Die 1984 geborene Antragstellerin ist russische Staatsangehörige. Aus der Ehe mit ihrem 2012 verstorbenen russischen Ehemann sind zwei 2006 und 2007 geborene Kinder hervorgegangen. Die Antragstellerin besaß ein vom 20. Dezember 2010 bis 19. Dezember 2012 gültiges finnisches Schengen-Visum für Besuchsaufenthalte von bis zu 90 Tagen. Im Juni 2012 erwarb sie für 93.000 EUR eine Eigentumswohnung in Augsburg. Nachdem sie in 2012 beim deutschen Generalkonsulat in St.

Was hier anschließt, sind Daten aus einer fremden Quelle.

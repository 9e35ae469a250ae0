//! Abstract syntax tree definitions.
//!
//! The tree is rooted at [`Program`]. Statements and expressions are closed enums so consumers (the parser, a
//! future evaluator, tests) match every variant exhaustively; new node kinds are added as new variants.
//!
//! Every node keeps the token it was built from, and exposes its literal through [`Node::token_literal`].

use std::ops::Range;

use crate::lexer::Token;

/// Source location span (byte offsets, end exclusive).
#[derive(Debug, Clone, Copy, PartialEq, Eq, Hash, Default)]
pub struct Span {
    pub start: usize,
    pub end: usize,
}

impl Span {
    pub fn new(start: usize, end: usize) -> Self {
        Self { start, end }
    }

    pub fn len(self) -> usize {
        self.end - self.start
    }

    pub fn is_empty(self) -> bool {
        self.start == self.end
    }

    pub fn merge(self, other: Span) -> Span {
        Span {
            start: self.start.min(other.start),
            end: self.end.max(other.end),
        }
    }
}

impl From<Span> for Range<usize> {
    fn from(span: Span) -> Self {
        span.start..span.end
    }
}

impl From<Span> for miette::SourceSpan {
    fn from(span: Span) -> Self {
        (span.start, span.len()).into()
    }
}

/// Capability shared by every node: report the literal of its originating token and where it sits in the source.
pub trait Node {
    fn token_literal(&self) -> &str;

    fn span(&self) -> Span;
}

/// A program is the ordered sequence of statements parsed from one chunk of source.
///
/// Statement order is source order and is significant to any consumer.
#[derive(Debug, Clone, PartialEq, Default)]
pub struct Program {
    pub statements: Vec<Statement>,
}

impl Node for Program {
    /// The first statement's literal, or `""` for an empty program.
    fn token_literal(&self) -> &str {
        self.statements.first().map_or("", |stmt| stmt.token_literal())
    }

    fn span(&self) -> Span {
        match (self.statements.first(), self.statements.last()) {
            (Some(first), Some(last)) => first.span().merge(last.span()),
            _ => Span::default(),
        }
    }
}

// ============================================================================
// Statements
// ============================================================================

#[derive(Debug, Clone, PartialEq)]
pub enum Statement {
    Let(LetStatement),
    /// Declared for the evaluator contract; the parser has no `return` production yet.
    Return(ReturnStatement),
}

impl Node for Statement {
    fn token_literal(&self) -> &str {
        match self {
            Statement::Let(stmt) => stmt.token_literal(),
            Statement::Return(stmt) => stmt.token_literal(),
        }
    }

    fn span(&self) -> Span {
        match self {
            Statement::Let(stmt) => stmt.span(),
            Statement::Return(stmt) => stmt.span(),
        }
    }
}

/// `let <name> = <value>;`
#[derive(Debug, Clone, PartialEq)]
pub struct LetStatement {
    /// The `let` keyword token.
    pub token: Token,
    pub name: Identifier,
    /// Always `None` for now: the parser skips the value tokens up to `;` without building an expression.
    pub value: Option<Expression>,
    /// From `let` through the terminating `;`.
    pub span: Span,
}

impl Node for LetStatement {
    fn token_literal(&self) -> &str {
        &self.token.literal
    }

    fn span(&self) -> Span {
        self.span
    }
}

/// `return <value>;`
#[derive(Debug, Clone, PartialEq)]
pub struct ReturnStatement {
    /// The `return` keyword token.
    pub token: Token,
    pub value: Option<Expression>,
    pub span: Span,
}

impl Node for ReturnStatement {
    fn token_literal(&self) -> &str {
        &self.token.literal
    }

    fn span(&self) -> Span {
        self.span
    }
}

// ============================================================================
// Expressions
// ============================================================================

#[derive(Debug, Clone, PartialEq)]
pub enum Expression {
    Identifier(Identifier),
}

impl Node for Expression {
    fn token_literal(&self) -> &str {
        match self {
            Expression::Identifier(ident) => ident.token_literal(),
        }
    }

    fn span(&self) -> Span {
        match self {
            Expression::Identifier(ident) => ident.span(),
        }
    }
}

/// A bare name. Doubles as the binding target of a `let`.
#[derive(Debug, Clone, PartialEq)]
pub struct Identifier {
    pub token: Token,
    pub value: String,
}

impl Identifier {
    /// Build an identifier node from its token; the name is the token's literal.
    pub fn from_token(token: Token) -> Self {
        let value = token.literal.clone();
        Self { token, value }
    }
}

impl Node for Identifier {
    fn token_literal(&self) -> &str {
        &self.token.literal
    }

    fn span(&self) -> Span {
        self.token.span
    }
}

#[cfg(test)]
mod tests {
    use super::*;
    use crate::lexer::TokenKind;
    use interp_core::lang::keywords::KeywordId;

    fn ident(name: &str, start: usize) -> Identifier {
        Identifier::from_token(Token::new(
            TokenKind::Ident,
            name,
            Span::new(start, start + name.len()),
        ))
    }

    #[test]
    fn test_empty_program_token_literal() {
        let program = Program::default();
        assert_eq!(program.token_literal(), "");
        assert_eq!(program.span(), Span::default());
    }

    #[test]
    fn test_program_token_literal_is_first_statement() {
        let ret = ReturnStatement {
            token: Token::new(TokenKind::Keyword(KeywordId::Return), "return", Span::new(0, 6)),
            value: Some(Expression::Identifier(ident("x", 7))),
            span: Span::new(0, 9),
        };
        let let_stmt = LetStatement {
            token: Token::new(TokenKind::Keyword(KeywordId::Let), "let", Span::new(10, 13)),
            name: ident("y", 14),
            value: None,
            span: Span::new(10, 20),
        };
        let program = Program {
            statements: vec![Statement::Return(ret), Statement::Let(let_stmt)],
        };

        assert_eq!(program.token_literal(), "return");
        assert_eq!(program.span(), Span::new(0, 20));
        assert_eq!(program.statements[1].token_literal(), "let");
    }

    #[test]
    fn test_identifier_takes_name_from_token() {
        let id = ident("foo_bar", 3);
        assert_eq!(id.value, "foo_bar");
        assert_eq!(id.token_literal(), "foo_bar");
        assert_eq!(Expression::Identifier(id).span(), Span::new(3, 10));
    }

    #[test]
    fn test_span_merge_and_len() {
        let merged = Span::new(4, 6).merge(Span::new(1, 3));
        assert_eq!(merged, Span::new(1, 6));
        assert_eq!(merged.len(), 5);
        assert!(Span::new(2, 2).is_empty());
        let source_span: miette::SourceSpan = merged.into();
        assert_eq!(source_span.offset(), 1);
        assert_eq!(source_span.len(), 5);
    }
}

Petersburg erfolglos ein Visum zur Absolvierung eines Sprachkurses und eines anschließenden Studiums beantragt hatte, reiste sie ohne ihre Kinder am 9. März 2013 mit einem für 90 Tage innerhalb des Zeitraums vom 8. März bis 27. September 2013 gültigen griechischen Schengen-Visum in die Bundesrepublik Deutschland ein. Am 26. März 2013 sprach sie beim Standesamt der Antragsgegnerin erstmals zwecks Anmeldung der Eheschließung mit einem 1990 geborenen deutschen Staatsangehörigen vor. Dieser erwarb am 2. Mai 2013 für 300.000 EUR Grundbesitz im Stadtgebiet der Antragsgegnerin. Die Antragstellerin reiste nach vorheriger Ausreise am 12. Juli 2013 erneut mit ihrem griechischen Schengen-Visum in die Bundesrepublik ein. Am 17. Juli 2013 wurde die Ehe mit dem deutschen Staatsangehörigen geschlossen. Unter dem 25. Juli 2013 beantragte die Antragstellerin die Erteilung einer Aufenthaltserlaubnis zur Herstellung der familiären Lebensgemeinschaft. Den Antrag lehnte die Antragsgegnerin mit Bescheid vom 23. August 2013 ab. Die Prüfung einer Scheinehe behalte sie sich vor. Die Erteilung einer Aufenthaltserlaubnis scheitere jedenfalls daran, dass die Antragstellerin nicht mit dem erforderlichen Visum eingereist sei und zum Zeitpunkt der maßgeblichen letzten Einreise am 12. Juli 2013 ein Daueraufenthalt beabsichtigt gewesen sei. Dagegen hat die Antragstellerin am 3. September 2013 Klage erhoben sowie die Gewährung vorläufigen Rechtsschutzes in Gestalt einer Anordnung der aufschiebenden Wirkung der Klage gegen den Ablehnungsbescheid beantragt. Diesem Antrag hat das Verwaltungsgericht nicht entsprochen. Es könne offen bleiben, ob die Voraussetzungen des § 39 Nr. 3 AufenthV erfüllt seien, weil die Antragstellerin Anfang September 2013 ihren Pass im Zug verloren habe und daher die Passpflicht nicht erfülle. Dagegen richtet sich die Beschwerde der Antragstellerin.
II.
Die Beschwerde hat keinen Erfolg. Das Verwaltungsgericht hat den Antrag auf Gewährung vorläufigen Rechtsschutzes im Ergebnis zu Recht abgelehnt. Das Beschwerdevorbringen, auf dessen Prüfung sich der Senat nach § 146 Abs. 4 Satz 6 VwGO zu beschränken hat - soweit es um die Ausführungen der Beschwerde zu den entscheidungstragenden Erwägungen des Verwaltungsgerichts geht -, rechtfertigt keine andere Entscheidung.
1.
Der Antrag auf Wiederherstellung der aufschiebenden Wirkung der gegen den Ablehnungsbescheid erhobenen Klage ist bereits unzulässig, weil vorläufiger Rechtsschutz nicht (mehr) nach § 80 Abs. 5 VwGO statthaft ist.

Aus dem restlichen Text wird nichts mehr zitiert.